::: Data provided :::

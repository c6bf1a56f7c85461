/// Shortest query that is sent to a search endpoint.
pub const MIN_SEARCH_LEN: usize = 2;

/// What a search box's current text asks for.
#[derive(Debug, Clone, PartialEq, Eq)]
pub enum SearchTerm {
    /// Too short to search; views fall back to their unfiltered (or empty)
    /// listing without calling the API.
    Browse,
    Query(String),
}

impl SearchTerm {
    pub fn classify(input: &str) -> Self {
        let trimmed = input.trim();
        if trimmed.chars().count() < MIN_SEARCH_LEN {
            SearchTerm::Browse
        } else {
            SearchTerm::Query(trimmed.to_string())
        }
    }

    pub fn is_browse(&self) -> bool {
        matches!(self, SearchTerm::Browse)
    }
}
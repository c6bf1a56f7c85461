use super::utils::centered_rect;
use super::widgets::{controls_bar, input_text};
use super::*;
use crate::app::Form;

fn render_form(
    frame: &mut Frame,
    body: Rect,
    title: &str,
    form: &Form,
    extra: Vec<Line<'static>>,
    keys: &[(&'static str, &'static str)],
) {
    let height = (form.fields.len() as u16) * 3 + extra.len() as u16 + 6;
    let area = centered_rect(64.min(body.width), height.min(body.height), body);

    let chunks = Layout::default()
        .direction(Direction::Vertical)
        .constraints([Constraint::Min(0), Constraint::Length(3)])
        .split(area);

    let label_width = form
        .fields
        .iter()
        .map(|f| f.label.len())
        .max()
        .unwrap_or(0)
        + 2;

    let mut lines = vec![Line::from("")];
    for (i, field) in form.fields.iter().enumerate() {
        let focused = i == form.focused;
        let label_style = if focused {
            Style::default().fg(Color::Yellow)
        } else {
            Style::default().fg(Color::DarkGray)
        };
        let value = if field.input.value.is_empty() && !focused {
            Span::styled(field.placeholder, Style::default().fg(Color::DarkGray))
        } else {
            let style = if focused {
                Style::default()
                    .fg(Color::White)
                    .add_modifier(Modifier::BOLD)
            } else {
                Style::default().fg(Color::White)
            };
            Span::styled(input_text(&field.input, focused, field.masked), style)
        };
        lines.push(Line::from(vec![
            Span::styled(
                format!("{:<width$}", format!("{}:", field.label), width = label_width),
                label_style,
            ),
            value,
        ]));
        lines.push(Line::from(""));
    }
    lines.extend(extra);

    if let Some(err) = &form.error {
        lines.push(Line::from(Span::styled(
            err.clone(),
            Style::default().fg(Color::Red),
        )));
    }

    let paragraph = Paragraph::new(lines)
        .wrap(Wrap { trim: false })
        .block(
            Block::default()
                .borders(Borders::ALL)
                .border_style(Style::default().fg(Color::White))
                .title(format!(" {} ", title))
                .padding(Padding::horizontal(2)),
        );
    frame.render_widget(paragraph, chunks[0]);
    frame.render_widget(controls_bar(keys), chunks[1]);
}

pub fn render_login(frame: &mut Frame, app: &App, body: Rect) {
    render_form(
        frame,
        body,
        "Log in",
        &app.login_form,
        vec![],
        &[
            ("Tab", "Next field"),
            ("Enter", "Log in"),
            ("Ctrl+R", "Register"),
            ("Esc", "Quit"),
        ],
    );
}

pub fn render_register(frame: &mut Frame, app: &App, body: Rect) {
    render_form(
        frame,
        body,
        "Create account",
        &app.register_form,
        vec![],
        &[
            ("Tab", "Next field"),
            ("Enter", "Register"),
            ("Esc", "Back to login"),
        ],
    );
}

pub fn render_trip_form(frame: &mut Frame, app: &App, body: Rect) {
    let title = if app.editing_trip_id.is_some() {
        "Edit trip"
    } else {
        "New trip"
    };
    render_form(
        frame,
        body,
        title,
        &app.trip_form,
        vec![],
        &[("Tab", "Next field"), ("Enter", "Save"), ("Esc", "Cancel")],
    );
}

pub fn render_budget_form(frame: &mut Frame, app: &App, body: Rect) {
    let trip_name = app
        .budget
        .as_ref()
        .map(|b| b.trip_name.clone())
        .unwrap_or_default();
    let extra = vec![
        Line::from(vec![
            Span::styled("Category: ", Style::default().fg(Color::DarkGray)),
            Span::styled(
                format!("< {} >", app.budget_category.label()),
                Style::default().fg(Color::Cyan),
            ),
        ]),
        Line::from(""),
    ];
    render_form(
        frame,
        body,
        &format!("Add expense: {}", trip_name),
        &app.budget_form,
        extra,
        &[
            ("Tab", "Next field"),
            ("Ctrl+T", "Category"),
            ("Enter", "Add"),
            ("Esc", "Cancel"),
        ],
    );
}

pub fn render_profile(frame: &mut Frame, app: &App, body: Rect) {
    let muted = Style::default().fg(Color::DarkGray);
    let mut extra = Vec::new();
    if let Some(user) = app.session.as_ref().map(|s| &s.user) {
        extra.push(Line::from(Span::styled(
            "Email changes are kept on this device only.",
            muted,
        )));
        if let Some(username) = &user.username {
            extra.push(Line::from(vec![
                Span::styled("Username: ", muted),
                Span::styled(username.clone(), Style::default().fg(Color::White)),
            ]));
        }
        if let Some(created) = &user.created_at {
            extra.push(Line::from(vec![
                Span::styled("Member since: ", muted),
                Span::styled(utils::format_day(created), Style::default().fg(Color::White)),
            ]));
        }
        extra.push(Line::from(""));
    }
    render_form(
        frame,
        body,
        "Profile",
        &app.profile_form,
        extra,
        &[
            ("Enter", "Save"),
            ("Ctrl+O", "Log out"),
            ("Ctrl+D", "Delete account"),
            ("Esc", "Back"),
        ],
    );
}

:::

- What you need to do:
Look above and return each line of the records exactly, from the very first through the line with "unfiltered (or empty)", both included.

- Task solution:
repository c6bf1a56f7c85461
/// Shortest query that is sent to a search endpoint.
pub const MIN_SEARCH_LEN: usize = 2;

/// What a search box's current text asks for.
#[derive(Debug, Clone, PartialEq, Eq)]
pub enum SearchTerm {
    /// Too short to search; views fall back to their unfiltered (or empty)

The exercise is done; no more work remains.